SUPPLIED MATERIAL START

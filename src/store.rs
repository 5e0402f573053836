//! Snapshot persistence
//!
//! The tracker snapshot is persisted as one JSON record per document
//! fingerprint in a host-supplied key-value store. Persistence is best effort:
//! [`SnapshotStore::load`] and [`SnapshotStore::save`] log failures and carry on,
//! since the in-memory tracker stays authoritative for the session.

use crate::error::AnalyticsError;
use crate::types::TrackerSnapshot;
use log::{debug, error, warn};
use std::collections::HashMap;
use std::fs;
use std::io::ErrorKind;
use std::path::{Path, PathBuf};

/// Key prefix for persisted snapshots
pub const SNAPSHOT_KEY_PREFIX: &str = "reading_analytics_";

/// A string key-value store
pub trait KeyValueStore {
    fn get(&self, key: &str) -> Result<Option<String>, AnalyticsError>;
    fn set(&mut self, key: &str, value: &str) -> Result<(), AnalyticsError>;
    fn remove(&mut self, key: &str) -> Result<(), AnalyticsError>;
}

/// In-memory store with an optional byte quota over all values
#[derive(Debug, Clone, Default)]
pub struct MemoryStore {
    entries: HashMap<String, String>,
    quota: Option<usize>,
}

impl MemoryStore {
    pub fn new() -> Self {
        Self::default()
    }

    pub fn with_quota(bytes: usize) -> Self {
        Self {
            entries: HashMap::new(),
            quota: Some(bytes),
        }
    }

    pub fn len(&self) -> usize {
        self.entries.len()
    }

    pub fn is_empty(&self) -> bool {
        self.entries.is_empty()
    }
}

impl KeyValueStore for MemoryStore {
    fn get(&self, key: &str) -> Result<Option<String>, AnalyticsError> {
        Ok(self.entries.get(key).cloned())
    }

    fn set(&mut self, key: &str, value: &str) -> Result<(), AnalyticsError> {
        if let Some(quota) = self.quota {
            let used: usize = self
                .entries
                .iter()
                .filter(|(k, _)| k.as_str() != key)
                .map(|(_, v)| v.len())
                .sum();
            let available = quota.saturating_sub(used);
            if value.len() > available {
                return Err(AnalyticsError::QuotaExceeded {
                    needed: value.len(),
                    available,
                });
            }
        }
        self.entries.insert(key.to_string(), value.to_string());
        Ok(())
    }

    fn remove(&mut self, key: &str) -> Result<(), AnalyticsError> {
        self.entries.remove(key);
        Ok(())
    }
}

/// One JSON file per key inside a directory
#[derive(Debug, Clone)]
pub struct FileStore {
    dir: PathBuf,
}

impl FileStore {
    pub fn new(dir: impl Into<PathBuf>) -> Self {
        Self { dir: dir.into() }
    }

    pub fn dir(&self) -> &Path {
        &self.dir
    }

    /// File backing `key`; characters outside `[A-Za-z0-9_-]` become `_`
    pub fn path_for(&self, key: &str) -> PathBuf {
        let name: String = key
            .chars()
            .map(|c| {
                if c.is_ascii_alphanumeric() || c == '_' || c == '-' {
                    c
                } else {
                    '_'
                }
            })
            .collect();
        self.dir.join(format!("{}.json", name))
    }
}

impl KeyValueStore for FileStore {
    fn get(&self, key: &str) -> Result<Option<String>, AnalyticsError> {
        match fs::read_to_string(self.path_for(key)) {
            Ok(content) => Ok(Some(content)),
            Err(e) if e.kind() == ErrorKind::NotFound => Ok(None),
            Err(e) => Err(e.into()),
        }
    }

    fn set(&mut self, key: &str, value: &str) -> Result<(), AnalyticsError> {
        fs::create_dir_all(&self.dir).map_err(|e| {
            AnalyticsError::StoreUnavailable(format!("{}: {}", self.dir.display(), e))
        })?;
        // write then rename, so a torn write never replaces the previous record
        let path = self.path_for(key);
        let staging = path.with_extension("json.tmp");
        fs::write(&staging, value)?;
        fs::rename(&staging, &path)?;
        Ok(())
    }

    fn remove(&mut self, key: &str) -> Result<(), AnalyticsError> {
        match fs::remove_file(self.path_for(key)) {
            Err(e) if e.kind() != ErrorKind::NotFound => Err(e.into()),
            _ => Ok(()),
        }
    }
}

/// Tracker snapshots keyed by document fingerprint
pub struct SnapshotStore {
    store: Box<dyn KeyValueStore>,
}

impl SnapshotStore {
    pub fn new(store: impl KeyValueStore + 'static) -> Self {
        Self {
            store: Box::new(store),
        }
    }

    pub fn key(fingerprint: &str) -> String {
        format!("{}{}", SNAPSHOT_KEY_PREFIX, fingerprint)
    }

    pub fn store(&self) -> &dyn KeyValueStore {
        self.store.as_ref()
    }

    pub fn try_load(&self, fingerprint: &str) -> Result<Option<TrackerSnapshot>, AnalyticsError> {
        match self.store.get(&Self::key(fingerprint))? {
            Some(json) => Ok(Some(TrackerSnapshot::from_json(&json)?)),
            None => Ok(None),
        }
    }

    pub fn try_save(
        &mut self,
        fingerprint: &str,
        snapshot: &TrackerSnapshot,
    ) -> Result<(), AnalyticsError> {
        let json = snapshot.to_json()?;
        self.store.set(&Self::key(fingerprint), &json)
    }

    /// The stored snapshot, or None when absent or unreadable
    pub fn load(&self, fingerprint: &str) -> Option<TrackerSnapshot> {
        match self.try_load(fingerprint) {
            Ok(snapshot) => snapshot,
            Err(e) => {
                warn!("Could not load reading analytics for {}: {}", fingerprint, e);
                None
            }
        }
    }

    /// Persist `snapshot`. Returns false, after logging, if the store refused it.
    pub fn save(&mut self, fingerprint: &str, snapshot: &TrackerSnapshot) -> bool {
        match self.try_save(fingerprint, snapshot) {
            Ok(()) => {
                debug!("Saved reading analytics for {}", fingerprint);
                true
            }
            Err(e) => {
                error!("Failed to save reading analytics for {}: {}", fingerprint, e);
                false
            }
        }
    }

    pub fn remove(&mut self, fingerprint: &str) -> bool {
        match self.store.remove(&Self::key(fingerprint)) {
            Ok(()) => true,
            Err(e) => {
                warn!("Could not remove reading analytics for {}: {}", fingerprint, e);
                false
            }
        }
    }
}

#[cfg(test)]
mod tests {
    use super::*;
    use crate::config::TrackerConfig;
    use crate::index::SectionIndex;
    use crate::outline::default_sections;
    use crate::tracker::ReadingTracker;
    use chrono::{TimeZone, Utc};

    fn snapshot() -> TrackerSnapshot {
        let start = Utc.timestamp_opt(1_700_000_000, 0).unwrap();
        let index = SectionIndex::new(default_sections(12), 12);
        let mut tracker = ReadingTracker::new(&index, TrackerConfig::default(), start);
        tracker.record_page_change(None, 3, start);
        tracker.analytics(start + chrono::Duration::seconds(8))
    }

    #[test]
    fn test_round_trip_through_memory_store() {
        let mut store = SnapshotStore::new(MemoryStore::new());
        assert!(store.load("doc-1").is_none());

        let snapshot = snapshot();
        assert!(store.save("doc-1", &snapshot));
        assert!(store
            .store()
            .get("reading_analytics_doc-1")
            .unwrap()
            .is_some());
        assert_eq!(store.load("doc-1"), Some(snapshot));
        assert!(store.load("doc-2").is_none());

        assert!(store.remove("doc-1"));
        assert!(store.load("doc-1").is_none());
    }

    #[test]
    fn test_quota_failure_is_swallowed() {
        let mut store = SnapshotStore::new(MemoryStore::with_quota(64));
        assert!(!store.save("doc", &snapshot()));
        assert!(matches!(
            store.try_save("doc", &snapshot()),
            Err(AnalyticsError::QuotaExceeded { available: 64, .. })
        ));
        assert!(store.load("doc").is_none());
    }

    #[test]
    fn test_corrupt_record_loads_as_none() {
        let mut memory = MemoryStore::new();
        memory.set(&SnapshotStore::key("doc"), "{not json").unwrap();
        let store = SnapshotStore::new(memory);

        assert!(store.load("doc").is_none());
        assert!(matches!(store.try_load("doc"), Err(AnalyticsError::Json(_))));
    }

    #[test]
    fn test_memory_quota_counts_replaced_value_once() {
        let mut memory = MemoryStore::with_quota(10);
        memory.set("a", "12345678").unwrap();
        memory.set("a", "1234567890").unwrap();
        assert!(memory.set("b", "1").is_err());
        assert_eq!(memory.len(), 1);
    }

    #[test]
    fn test_file_store() {
        let dir = std::env::temp_dir().join(format!("readtrace-store-{}", uuid::Uuid::new_v4()));
        let mut files = FileStore::new(&dir);

        assert_eq!(files.get("missing").unwrap(), None);
        assert_eq!(files.path_for("a/b c").file_name().unwrap(), "a_b_c.json");

        files.set("reading_analytics_x", "{}").unwrap();
        assert_eq!(files.get("reading_analytics_x").unwrap().as_deref(), Some("{}"));

        // a leftover staging file from an interrupted write is ignored and replaced
        let staging = files.path_for("reading_analytics_x").with_extension("json.tmp");
        fs::write(&staging, "{\"torn").unwrap();
        assert_eq!(files.get("reading_analytics_x").unwrap().as_deref(), Some("{}"));
        files.set("reading_analytics_x", "{\"v\":2}").unwrap();
        assert_eq!(
            files.get("reading_analytics_x").unwrap().as_deref(),
            Some("{\"v\":2}")
        );
        assert!(!staging.exists());

        let mut store = SnapshotStore::new(files.clone());
        let snapshot = snapshot();
        assert!(store.save("report", &snapshot));
        assert_eq!(store.load("report"), Some(snapshot));

        files.remove("reading_analytics_x").unwrap();
        files.remove("reading_analytics_x").unwrap();
        assert_eq!(files.get("reading_analytics_x").unwrap(), None);

        let _ = fs::remove_dir_all(&dir);
    }
}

SUPPLIED MATERIAL END

• YOUR TASK:
The word "report" may appear in several lines of the data; copy every line where it does.

• OUTPUT:
        assert!(store.save("report", &snapshot));
        assert_eq!(store.load("report"), Some(snapshot));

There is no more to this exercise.